Custom tray fabrication. Approximately five days after the screening visit, subjects returned for fabrication of a soft, fullmaxillary-arch, custom bleaching tray. In each case, we took a maxillary impression with hydrophilic vinyl polysiloxane impression material, and we fabricated nonreservoir trays, according to manufacturers directions. Briefly summarized, these instructions called for the impressions to be poured with dental stone and then separated only after the stone had set completely. We trimmed and placed the models on the platform of a vacuum former. As the base material for the trays, we used plastic sheets that measured 0.040 inch thick and 5 x 5 inches square. We heated this material until it sagged about 1.5 to 2.0 inches from the heating element in the vacuum former. When it was sufficiently softened, we actuated the vacuum for 30 seconds to allow for maximum model adaptation.
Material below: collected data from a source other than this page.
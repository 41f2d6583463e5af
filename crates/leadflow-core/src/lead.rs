//! Lead data model — the automation-relevant subset of a CRM lead.

use chrono::{DateTime, Utc};
use serde::{Deserialize, Serialize};

use crate::stage::Stage;

/// How many failure records a lead retains. The UI only shows the last few;
/// older entries are dropped from the front.
pub const MAX_EMAIL_ERRORS: usize = 10;

/// Default cross-cycle retry cap before automation halts for a lead.
pub const DEFAULT_RETRY_CAP: u32 = 10;

/// Lifecycle of a lead's email sequence.
///
/// An explicit enum instead of an `active` boolean: "completed", "halted",
/// and "stopped" are all terminal-but-distinct and must not be inferred from
/// other fields. Only `Active` leads are picked up by the periodic trigger.
#[derive(Debug, Clone, Copy, Default, PartialEq, Eq, Serialize, Deserialize)]
#[serde(rename_all = "snake_case")]
pub enum SequenceState {
    /// Never started (or reset).
    #[default]
    Inactive,
    /// Eligible for automatic processing.
    Active,
    /// Temporarily excluded from automatic processing; stage/step retained.
    Paused,
    /// Seventh-stage send succeeded — sequence ran to completion.
    Completed,
    /// Retry cap reached — inert until a human intervenes.
    Halted,
    /// Manually stopped.
    Stopped,
}

impl SequenceState {
    pub fn as_str(&self) -> &'static str {
        match self {
            SequenceState::Inactive => "inactive",
            SequenceState::Active => "active",
            SequenceState::Paused => "paused",
            SequenceState::Completed => "completed",
            SequenceState::Halted => "halted",
            SequenceState::Stopped => "stopped",
        }
    }

    pub fn parse(s: &str) -> SequenceState {
        match s {
            "active" => SequenceState::Active,
            "paused" => SequenceState::Paused,
            "completed" => SequenceState::Completed,
            "halted" => SequenceState::Halted,
            "stopped" => SequenceState::Stopped,
            _ => SequenceState::Inactive,
        }
    }
}

/// Per-lead send status. `Sending` doubles as the mutual-exclusion marker:
/// it is claimed atomically before a send begins and always cleared to
/// `Sent`/`Failed` before the controller returns.
#[derive(Debug, Clone, Copy, Default, PartialEq, Eq, Serialize, Deserialize)]
#[serde(rename_all = "snake_case")]
pub enum EmailStatus {
    #[default]
    Ready,
    Sending,
    Sent,
    Failed,
    MaxRetriesExceeded,
}

impl EmailStatus {
    pub fn as_str(&self) -> &'static str {
        match self {
            EmailStatus::Ready => "ready",
            EmailStatus::Sending => "sending",
            EmailStatus::Sent => "sent",
            EmailStatus::Failed => "failed",
            EmailStatus::MaxRetriesExceeded => "max_retries_exceeded",
        }
    }

    pub fn parse(s: &str) -> EmailStatus {
        match s {
            "sending" => EmailStatus::Sending,
            "sent" => EmailStatus::Sent,
            "failed" => EmailStatus::Failed,
            "max_retries_exceeded" => EmailStatus::MaxRetriesExceeded,
            _ => EmailStatus::Ready,
        }
    }
}

/// One completed send, appended to the lead's history. Immutable once
/// written.
#[derive(Debug, Clone, Serialize, Deserialize)]
pub struct EmailHistoryEntry {
    pub stage: Stage,
    pub sent_at: DateTime<Utc>,
    pub status: EmailStatus,
    #[serde(default, skip_serializing_if = "Option::is_none")]
    pub retry_count: Option<u32>,
    /// Set when the entry came from a manual force-send rather than the
    /// periodic trigger.
    #[serde(default)]
    pub force_progressed: bool,
}

/// One failed send cycle, kept in a bounded log.
#[derive(Debug, Clone, Serialize, Deserialize)]
pub struct SendFailure {
    pub attempt: u32,
    pub error: String,
    pub timestamp: DateTime<Utc>,
}

/// A CRM lead, reduced to the fields the automation engine reads and writes.
#[derive(Debug, Clone, Serialize, Deserialize)]
pub struct Lead {
    pub id: String,
    /// Owning CRM user — selects templates, settings, and SMTP credentials.
    pub user_id: String,
    pub name: String,
    pub email: String,
    #[serde(default)]
    pub company_name: Option<String>,
    #[serde(default)]
    pub company_review: Option<String>,
    #[serde(default)]
    pub owner_name: Option<String>,
    #[serde(default)]
    pub state: SequenceState,
    #[serde(default = "Stage::first")]
    pub stage: Stage,
    #[serde(default)]
    pub email_status: EmailStatus,
    #[serde(default)]
    pub email_retry_count: u32,
    /// Lifetime failure total; never reset.
    #[serde(default)]
    pub email_failure_count: u32,
    #[serde(default)]
    pub next_scheduled_email: Option<DateTime<Utc>>,
    #[serde(default)]
    pub email_history: Vec<EmailHistoryEntry>,
    #[serde(default)]
    pub email_errors: Vec<SendFailure>,
    pub created_at: DateTime<Utc>,
    pub updated_at: DateTime<Utc>,
}

impl Lead {
    /// Create a fresh lead outside any sequence.
    pub fn new(user_id: &str, name: &str, email: &str) -> Self {
        let now = Utc::now();
        Self {
            id: uuid::Uuid::new_v4().to_string(),
            user_id: user_id.to_string(),
            name: name.to_string(),
            email: email.to_string(),
            company_name: None,
            company_review: None,
            owner_name: None,
            state: SequenceState::Inactive,
            stage: Stage::first(),
            email_status: EmailStatus::Ready,
            email_retry_count: 0,
            email_failure_count: 0,
            next_scheduled_email: None,
            email_history: Vec::new(),
            email_errors: Vec::new(),
            created_at: now,
            updated_at: now,
        }
    }

    /// The 1-based step, derived from the stage. Never stored.
    pub fn step(&self) -> u8 {
        self.stage.ordinal()
    }

    /// Whether the periodic trigger should process this lead now.
    pub fn is_due(&self, now: DateTime<Utc>) -> bool {
        self.state == SequenceState::Active
            && self.email_status != EmailStatus::MaxRetriesExceeded
            && self.next_scheduled_email.is_some_and(|at| now >= at)
    }

    /// Append a failure record, dropping the oldest beyond the bound.
    pub fn push_error(&mut self, attempt: u32, error: String, now: DateTime<Utc>) {
        self.email_errors.push(SendFailure {
            attempt,
            error,
            timestamp: now,
        });
        if self.email_errors.len() > MAX_EMAIL_ERRORS {
            let excess = self.email_errors.len() - MAX_EMAIL_ERRORS;
            self.email_errors.drain(..excess);
        }
    }

    /// Append a completed send to the history log.
    pub fn record_send(
        &mut self,
        stage: Stage,
        now: DateTime<Utc>,
        retry_count: Option<u32>,
        force_progressed: bool,
    ) {
        self.email_history.push(EmailHistoryEntry {
            stage,
            sent_at: now,
            status: EmailStatus::Sent,
            retry_count,
            force_progressed,
        });
    }
}
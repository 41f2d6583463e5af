//! The seven fixed stages of the outreach sequence.
//!
//! A lead traverses the stages strictly in order; each stage is bound to one
//! email template. The numeric "step" shown in the UI is always derived from
//! the stage ordinal — it is never stored separately, so stage and step can
//! never disagree.

use chrono::Duration;
use serde::{Deserialize, Serialize};

use crate::error::{LeadflowError, Result};

/// One of the seven points in the outreach sequence.
#[derive(Debug, Clone, Copy, PartialEq, Eq, Hash, PartialOrd, Ord, Serialize, Deserialize)]
#[serde(rename_all = "snake_case")]
pub enum Stage {
    CalledOnce,
    CalledTwice,
    CalledThreeTimes,
    CalledFourTimes,
    CalledFiveTimes,
    CalledSixTimes,
    CalledSevenTimes,
}

impl Stage {
    /// All stages in sequence order.
    pub const ALL: [Stage; 7] = [
        Stage::CalledOnce,
        Stage::CalledTwice,
        Stage::CalledThreeTimes,
        Stage::CalledFourTimes,
        Stage::CalledFiveTimes,
        Stage::CalledSixTimes,
        Stage::CalledSevenTimes,
    ];

    /// Entry point of every sequence.
    pub fn first() -> Stage {
        Stage::CalledOnce
    }

    /// Stable string key, as stored and exposed over the API.
    pub fn key(&self) -> &'static str {
        match self {
            Stage::CalledOnce => "called_once",
            Stage::CalledTwice => "called_twice",
            Stage::CalledThreeTimes => "called_three_times",
            Stage::CalledFourTimes => "called_four_times",
            Stage::CalledFiveTimes => "called_five_times",
            Stage::CalledSixTimes => "called_six_times",
            Stage::CalledSevenTimes => "called_seven_times",
        }
    }

    /// Parse a stage key. The only structurally invalid input the template
    /// and scheduling layers ever reject.
    pub fn from_key(key: &str) -> Result<Stage> {
        Stage::ALL
            .into_iter()
            .find(|s| s.key() == key)
            .ok_or_else(|| LeadflowError::InvalidStage(key.to_string()))
    }

    /// 1-based position in the sequence.
    pub fn ordinal(&self) -> u8 {
        match self {
            Stage::CalledOnce => 1,
            Stage::CalledTwice => 2,
            Stage::CalledThreeTimes => 3,
            Stage::CalledFourTimes => 4,
            Stage::CalledFiveTimes => 5,
            Stage::CalledSixTimes => 6,
            Stage::CalledSevenTimes => 7,
        }
    }

    /// The following stage, or `None` after the seventh.
    pub fn next(&self) -> Option<Stage> {
        let idx = self.ordinal() as usize; // ordinal is 1-based, so this is already +1
        Stage::ALL.get(idx).copied()
    }

    /// Whether this is the terminal stage of the sequence.
    pub fn is_last(&self) -> bool {
        matches!(self, Stage::CalledSevenTimes)
    }

    /// Builtin delay before this stage's email goes out, used when the user
    /// has no timing override: the first touch is immediate, follow-ups wait
    /// a week.
    pub fn default_delay(&self) -> Duration {
        match self {
            Stage::CalledOnce => Duration::zero(),
            _ => Duration::days(7),
        }
    }
}

#[cfg(test)]
mod tests {
    use super::*;

    #[test]
    fn test_key_round_trip() {
        for stage in Stage::ALL {
            assert_eq!(Stage::from_key(stage.key()).unwrap(), stage);
        }
    }

    #[test]
    fn test_unknown_key_rejected() {
        let err = Stage::from_key("called_eight_times").unwrap_err();
        assert!(matches!(err, LeadflowError::InvalidStage(_)));
    }

    #[test]
    fn test_ordinals_are_sequential() {
        for (i, stage) in Stage::ALL.iter().enumerate() {
            assert_eq!(stage.ordinal() as usize, i + 1);
        }
    }

    #[test]
    fn test_next_walks_the_sequence() {
        let mut stage = Stage::first();
        let mut seen = vec![stage];
        while let Some(next) = stage.next() {
            seen.push(next);
            stage = next;
        }
        assert_eq!(seen, Stage::ALL.to_vec());
        assert!(stage.is_last());
        assert_eq!(stage.next(), None);
    }

    #[test]
    fn test_default_delays() {
        assert_eq!(Stage::CalledOnce.default_delay(), Duration::zero());
        for stage in &Stage::ALL[1..] {
            assert_eq!(stage.default_delay(), Duration::days(7));
        }
    }

    #[test]
    fn test_serde_uses_stage_keys() {
        let json = serde_json::to_string(&Stage::CalledThreeTimes).unwrap();
        assert_eq!(json, "\"called_three_times\"");
        let back: Stage = serde_json::from_str(&json).unwrap();
        assert_eq!(back, Stage::CalledThreeTimes);
    }
}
After tray material was cooled thoroughly, we cut and removed it from the stone model using a heated knife. We then scalloped the custom trays to 0.5 to 1.0 millimeter below the gingival margins and finished by flaming lightly with an alcohol torch to achieve smooth edges. Trays were kept cold-sterilized in a sealed bag awaiting the subjects return to the clinic. When they did return for baseline evaluation and product assignment, each tray was tried in the subjects mouth and trimmed further if indicated to ensure no gingival impingement.
Study protocol and product instructions. Following qualification determination, we enrolled subjects in the study and scheduled them for a baseline examination, which included medical history, oral soft tissue examination, Vita shade tooth color scoring, Gingival Index10 scoring and self-reported sensitivity scoring by thermal and tactile means. All examination and scoring procedures are described below.
After the baseline examinations, we randomized subjects into test and control groups, according to a stratified randomization schedule that created two balanced groups with respect to age, sex, tooth color and sensitivity scores. The evaluator of the teeth shades and sensitivity scores (M.G.) was blinded to this schedule, and the products looked identical to him and to the subjects, other than a secret product code number known only to a co-worker (H.F.).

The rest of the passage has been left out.